Figure 2. EphrinA5 isoforms suppress cell proliferation and migration.

(A) Cells were transfected with 1 µg of pIRESneo-ephrinA5 isoforms or pIRESneo vector, and analyzed at the indicated times by ACP assay. Ectopic expression of ephrinA5 significantly inhibited cell growth in both HepG2 and Hep3B cells as compared to the vector control at 72 hrs. The level of significance was set at p<0.05 (*), p<0.01 (**), or p<0.001 (***). EphrinA5S exerted a stronger suppressive effect than ephrinA5 on both cell lines HepG2 and Hep3B. (B) Cells treated with 3 concentrations of ephrinA5-Fc were analyzed at the indicated time points by MTT assay. EphrinA5-Fc significantly reduced cell proliferation of HepG2 and Hep3B (p<0.05). (C) Expression patterns of Eph receptors in hepatoma cell lines.
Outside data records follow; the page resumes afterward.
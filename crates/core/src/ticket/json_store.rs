//! JSON-file-backed ticket store implementation.
//!
//! The whole collection lives in memory and the file is rewritten in full
//! after every successful mutation.

use std::collections::HashSet;
use std::fs;
use std::io;
use std::path::{Path, PathBuf};
use std::sync::{Mutex, MutexGuard};

use serde::{Deserialize, Serialize};
use tracing::{debug, info, warn};

use super::{CreateTicketRequest, Ticket, TicketError, TicketStore};
use crate::config::StorageConfig;
use crate::metrics::{STORE_PERSIST_DURATION, STORE_PERSIST_FAILURES};

/// Id handed out by an empty store.
const FIRST_TICKET_ID: u64 = 1;

/// On-disk layout of the ticket file.
#[derive(Debug, Deserialize)]
struct StoreDocument {
    tickets: Vec<Ticket>,
    ticket_id_counter: u64,
}

/// Borrowed twin of [`StoreDocument`] used when writing.
#[derive(Serialize)]
struct StoreDocumentRef<'a> {
    tickets: &'a [Ticket],
    ticket_id_counter: u64,
}

#[derive(Debug)]
struct StoreState {
    tickets: Vec<Ticket>,
    next_id: u64,
}

impl StoreState {
    fn empty() -> Self {
        Self {
            tickets: Vec::new(),
            next_id: FIRST_TICKET_ID,
        }
    }

    fn position(&self, id: u64) -> Option<usize> {
        self.tickets.iter().position(|ticket| ticket.id == id)
    }
}

/// Ticket store persisted as a single JSON file.
pub struct JsonTicketStore {
    path: PathBuf,
    create_parent_dirs: bool,
    state: Mutex<StoreState>,
}

impl JsonTicketStore {
    /// Open the store at `path`, loading existing tickets if the file exists.
    ///
    /// A missing file yields an empty store; nothing is written until the
    /// first mutation.
    pub fn open(path: &Path) -> Result<Self, TicketError> {
        let state = Self::load(path)?;
        info!(
            path = %path.display(),
            tickets = state.tickets.len(),
            next_id = state.next_id,
            "Ticket store loaded"
        );

        Ok(Self {
            path: path.to_path_buf(),
            create_parent_dirs: true,
            state: Mutex::new(state),
        })
    }

    /// Open the store described by the `[storage]` config section.
    pub fn from_config(config: &StorageConfig) -> Result<Self, TicketError> {
        Ok(Self::open(&config.path)?.with_create_parent_dirs(config.create_parent_dirs))
    }

    /// Whether the parent directory is created before each write.
    pub fn with_create_parent_dirs(mut self, enabled: bool) -> Self {
        self.create_parent_dirs = enabled;
        self
    }

    /// Path of the backing file.
    pub fn path(&self) -> &Path {
        &self.path
    }

    /// Id the next created ticket will receive.
    pub fn next_id(&self) -> Result<u64, TicketError> {
        Ok(self.lock()?.next_id)
    }

    fn lock(&self) -> Result<MutexGuard<'_, StoreState>, TicketError> {
        self.state
            .lock()
            .map_err(|_| TicketError::Storage("ticket store lock poisoned".to_string()))
    }

    fn load(path: &Path) -> Result<StoreState, TicketError> {
        let raw = match fs::read_to_string(path) {
            Ok(raw) => raw,
            Err(e) if e.kind() == io::ErrorKind::NotFound => return Ok(StoreState::empty()),
            Err(e) => {
                return Err(TicketError::Storage(format!(
                    "failed to read {}: {}",
                    path.display(),
                    e
                )))
            }
        };

        let corrupted = |reason: String| TicketError::Corrupted {
            path: path.to_path_buf(),
            reason,
        };

        let document: StoreDocument =
            serde_json::from_str(&raw).map_err(|e| corrupted(e.to_string()))?;

        let mut seen = HashSet::with_capacity(document.tickets.len());
        for ticket in &document.tickets {
            if !seen.insert(ticket.id) {
                return Err(corrupted(format!("duplicate ticket id {}", ticket.id)));
            }
        }

        let max_id = document.tickets.iter().map(|t| t.id).max();
        let next_id = match max_id {
            Some(max_id) if document.ticket_id_counter <= max_id => {
                warn!(
                    path = %path.display(),
                    stored_counter = document.ticket_id_counter,
                    max_id,
                    "Ticket id counter behind stored tickets, advancing it"
                );
                max_id.checked_add(1).ok_or_else(|| {
                    corrupted(format!("ticket id {} leaves no room for a next id", max_id))
                })?
            }
            None if document.ticket_id_counter < FIRST_TICKET_ID => FIRST_TICKET_ID,
            _ => document.ticket_id_counter,
        };

        Ok(StoreState {
            tickets: document.tickets,
            next_id,
        })
    }

    fn persist(&self, state: &StoreState) -> Result<(), TicketError> {
        let timer = STORE_PERSIST_DURATION.start_timer();
        let result = self.write_file(state);
        timer.observe_duration();

        if result.is_err() {
            STORE_PERSIST_FAILURES.inc();
        }
        result
    }

    fn write_file(&self, state: &StoreState) -> Result<(), TicketError> {
        if self.create_parent_dirs {
            if let Some(parent) = self.path.parent().filter(|p| !p.as_os_str().is_empty()) {
                fs::create_dir_all(parent).map_err(|e| {
                    TicketError::Storage(format!(
                        "failed to create directory {}: {}",
                        parent.display(),
                        e
                    ))
                })?;
            }
        }

        let document = StoreDocumentRef {
            tickets: &state.tickets,
            ticket_id_counter: state.next_id,
        };
        let payload = serde_json::to_vec_pretty(&document)
            .map_err(|e| TicketError::Storage(format!("failed to encode tickets: {}", e)))?;

        let temp_path = temp_path_for(&self.path);
        fs::write(&temp_path, &payload).map_err(|e| {
            TicketError::Storage(format!("failed to write {}: {}", temp_path.display(), e))
        })?;
        fs::rename(&temp_path, &self.path).map_err(|e| {
            let _ = fs::remove_file(&temp_path);
            TicketError::Storage(format!(
                "failed to replace {}: {}",
                self.path.display(),
                e
            ))
        })?;

        debug!(
            path = %self.path.display(),
            tickets = state.tickets.len(),
            next_id = state.next_id,
            bytes = payload.len(),
            "Ticket file written"
        );
        Ok(())
    }
}

fn temp_path_for(path: &Path) -> PathBuf {
    let mut name = path.file_name().unwrap_or_default().to_os_string();
    name.push(".tmp");
    path.with_file_name(name)
}

impl TicketStore for JsonTicketStore {
    fn create(&self, request: CreateTicketRequest) -> Result<Ticket, TicketError> {
        let mut state = self.lock()?;

        let following_id = state
            .next_id
            .checked_add(1)
            .ok_or_else(|| TicketError::Storage("ticket id space exhausted".to_string()))?;

        let ticket = Ticket::new(state.next_id, request.title, request.description);
        state.tickets.push(ticket.clone());
        state.next_id = following_id;

        if let Err(e) = self.persist(&state) {
            state.tickets.pop();
            state.next_id -= 1;
            return Err(e);
        }

        info!(ticket_id = ticket.id, "Ticket created");
        Ok(ticket)
    }

    fn get(&self, id: u64) -> Result<Ticket, TicketError> {
        let state = self.lock()?;
        state
            .tickets
            .iter()
            .find(|ticket| ticket.id == id)
            .cloned()
            .ok_or(TicketError::NotFound(id))
    }

    fn list(&self) -> Result<Vec<Ticket>, TicketError> {
        Ok(self.lock()?.tickets.clone())
    }

    fn delete(&self, id: u64) -> Result<Ticket, TicketError> {
        let mut state = self.lock()?;

        let index = state.position(id).ok_or(TicketError::NotFound(id))?;
        let removed = state.tickets.remove(index);

        if let Err(e) = self.persist(&state) {
            state.tickets.insert(index, removed);
            return Err(e);
        }

        info!(ticket_id = id, "Ticket deleted");
        Ok(removed)
    }
}
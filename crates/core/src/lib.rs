pub mod config;
pub mod metrics;
pub mod ticket;

pub use config::{
    load_config, load_config_from_str, load_config_or_default, validate_config, Config,
    ConfigError, ServerConfig, StorageConfig,
};
pub use ticket::{CreateTicketRequest, JsonTicketStore, Ticket, TicketError, TicketStore};
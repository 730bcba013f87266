//! Common test utilities for in-process API testing.
//!
//! The fixture builds the real router over a `JsonTicketStore` living in a
//! temporary directory, so requests exercise the full stack without binding
//! a socket.

#![allow(dead_code)]

use std::path::PathBuf;
use std::sync::Arc;

use axum::body::Body;
use axum::http::{Method, Request, StatusCode};
use axum::Router;
use http_body_util::BodyExt;
use serde_json::Value;
use tempfile::TempDir;
use tower::ServiceExt;

use ticketdesk_core::{JsonTicketStore, TicketStore};
use ticketdesk_server::api::create_router;
use ticketdesk_server::state::AppState;

/// Test fixture wrapping a router and its backing ticket file.
pub struct TestFixture {
    /// The Axum router for testing
    pub router: Router,
    /// Path of the ticket file
    pub store_path: PathBuf,
    /// Temporary directory holding the ticket file
    pub temp_dir: TempDir,
}

/// Response from a test request
#[derive(Debug)]
pub struct TestResponse {
    pub status: StatusCode,
    pub body: Value,
    pub text: String,
}

impl TestFixture {
    /// Create a fixture over an empty store.
    pub fn new() -> Self {
        Self::with_store_location(&["data", "tickets.json"])
    }

    /// Create a fixture whose ticket file sits at the given path components
    /// below the temporary directory.
    pub fn with_store_location(components: &[&str]) -> Self {
        let temp_dir = TempDir::new().expect("Failed to create temp dir");
        let store_path = components
            .iter()
            .fold(temp_dir.path().to_path_buf(), |path, part| path.join(part));
        let router = Self::build_router(&store_path);
        Self {
            router,
            store_path,
            temp_dir,
        }
    }

    /// Rebuild the router from whatever is on disk, simulating a restart.
    pub fn restart(&mut self) {
        self.router = Self::build_router(&self.store_path);
    }

    fn build_router(store_path: &std::path::Path) -> Router {
        let ticket_store: Arc<dyn TicketStore> =
            Arc::new(JsonTicketStore::open(store_path).expect("Failed to open ticket store"));
        create_router(Arc::new(AppState::new(ticket_store)))
    }

    pub async fn get(&self, uri: &str) -> TestResponse {
        self.request(Method::GET, uri).await
    }

    pub async fn post(&self, uri: &str) -> TestResponse {
        self.request(Method::POST, uri).await
    }

    pub async fn delete(&self, uri: &str) -> TestResponse {
        self.request(Method::DELETE, uri).await
    }

    /// Create a ticket, asserting success, and return its JSON body.
    pub async fn create_ticket(&self, title: &str, description: &str) -> Value {
        let uri = format!(
            "/tickets?title={}&description={}",
            urlencoding::encode(title),
            urlencoding::encode(description)
        );
        let response = self.post(&uri).await;
        assert_eq!(response.status, StatusCode::OK, "create failed: {}", response.text);
        response.body
    }

    async fn request(&self, method: Method, uri: &str) -> TestResponse {
        let request = Request::builder()
            .method(method)
            .uri(uri)
            .body(Body::empty())
            .expect("Failed to build request");

        let response = self
            .router
            .clone()
            .oneshot(request)
            .await
            .expect("Router failed");

        let status = response.status();
        let bytes = response
            .into_body()
            .collect()
            .await
            .expect("Failed to read body")
            .to_bytes();
        let text = String::from_utf8_lossy(&bytes).to_string();
        let body = serde_json::from_slice(&bytes).unwrap_or(Value::Null);

        TestResponse { status, body, text }
    }
}
//! HTTP error responses

use axum::{
    extract::rejection::JsonRejection,
    http::StatusCode,
    response::{IntoResponse, Response},
    Json,
};
use serde::Serialize;

use crate::CloudwrightError;

pub type ApiResult<T> = Result<T, ApiError>;

/// Error body: `{"error": {"kind", "message", "request_id"}}`
#[derive(Debug, Clone, Serialize)]
pub struct ApiError {
    #[serde(skip)]
    pub status: StatusCode,
    pub kind: String,
    pub message: String,
    #[serde(skip_serializing_if = "Option::is_none")]
    pub request_id: Option<String>,
}

impl From<CloudwrightError> for ApiError {
    fn from(error: CloudwrightError) -> Self {
        let status =
            StatusCode::from_u16(error.http_status()).unwrap_or(StatusCode::INTERNAL_SERVER_ERROR);
        Self {
            status,
            kind: error.kind().to_string(),
            message: error.user_message(),
            request_id: error.request_id().map(str::to_string),
        }
    }
}

impl From<JsonRejection> for ApiError {
    fn from(rejection: JsonRejection) -> Self {
        CloudwrightError::invalid_request(rejection.body_text()).into()
    }
}

impl std::fmt::Display for ApiError {
    fn fmt(&self, f: &mut std::fmt::Formatter) -> std::fmt::Result {
        write!(f, "[{}] [{}] {}", self.status, self.kind, self.message)
    }
}

impl IntoResponse for ApiError {
    fn into_response(self) -> Response {
        if self.status.is_server_error() {
            tracing::error!("{}", self);
        }
        let status = self.status;
        (status, Json(serde_json::json!({ "error": self }))).into_response()
    }
}
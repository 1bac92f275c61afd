//! Client-side functionality for Cloudwright
//!
//! Talks to a running server over its Unix socket using the same JSON-RPC
//! framing as the server.

pub mod transport;

pub use transport::{ConnectionState, JsonRpcClient};
//! Request lifecycle orchestrator.
//!
//! Owns the state machine: analysis, confirmation, background provisioning,
//! status reads, and the administrative operations around them. Every public
//! operation takes the caller's identity explicitly; requests owned by someone
//! else are reported as not found.

use chrono::Utc;
use serde::{Deserialize, Serialize};
use std::collections::{HashMap, HashSet};
use std::sync::Arc;
use tokio::sync::{Mutex, Notify, OwnedSemaphorePermit, Semaphore};
use tokio::task::JoinHandle;
use tokio_util::sync::CancellationToken;
use tracing::{debug, info, instrument, warn};
use uuid::Uuid;

use crate::analysis::{check_recommendations, RequirementsAnalyzer, RuleBasedAnalyzer};
use crate::auth::CallerIdentity;
use crate::backend::{BackendError, ProvisioningBackend, SimulatedBackend};
use crate::catalog::{Catalog, ComputeShape, ResourceTypeInfo};
use crate::config::settings::{OrchestratorConfig, ServerConfig};
use crate::log_event;
use crate::models::{
    fingerprint, ConfirmedResource, ConversationMessage, Failure, FailureReason,
    ProvisionedResource, Request, RequestState, ResourceRecommendation, ResourceStatus,
    SubmissionPhase, UserPreferences,
};
use crate::store::{FileJournal, RequestStore};
use crate::{CloudwrightError, CloudwrightResult};

mod driver;
pub mod plan;

/// Error detail for resources whose submission was cut short by a restart
pub const INTERRUPTED_DETAIL: &str = "interrupted: server restarted before the backend acknowledged";
/// Error detail for resources still pending when the request deadline passed
pub const TIMED_OUT_DETAIL: &str = "timed out";

#[derive(Debug, Clone)]
pub struct AnalyzeInput {
    pub request_id: Option<String>,
    pub conversation: Vec<ConversationMessage>,
    pub preferences: Option<UserPreferences>,
}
Primary HCCs and paratumoral tissues were analyzed by RT-PCR. EphB2, A2 and A3 expressed in both cell lines and all human HCC tissues analyzed. (D) Cell migration was compared between HepG2 and Hep3B cells transfected with pIRESneo-ephrinA5 isoforms and vector control. 5 × 10⁴ cells were plated in Transwell inserts and cultured for 24 hr in triplicates. Data were analyzed with Student’s t-tests. Ectopic expression of ephrinA5 significantly decreased the cell migratory ability of both cell types. The level of significance was set at p<0.05 (*), p<0.01 (**), or p<0.001 (***). EphrinA5S also had a stronger inhibotory effect on cell migration.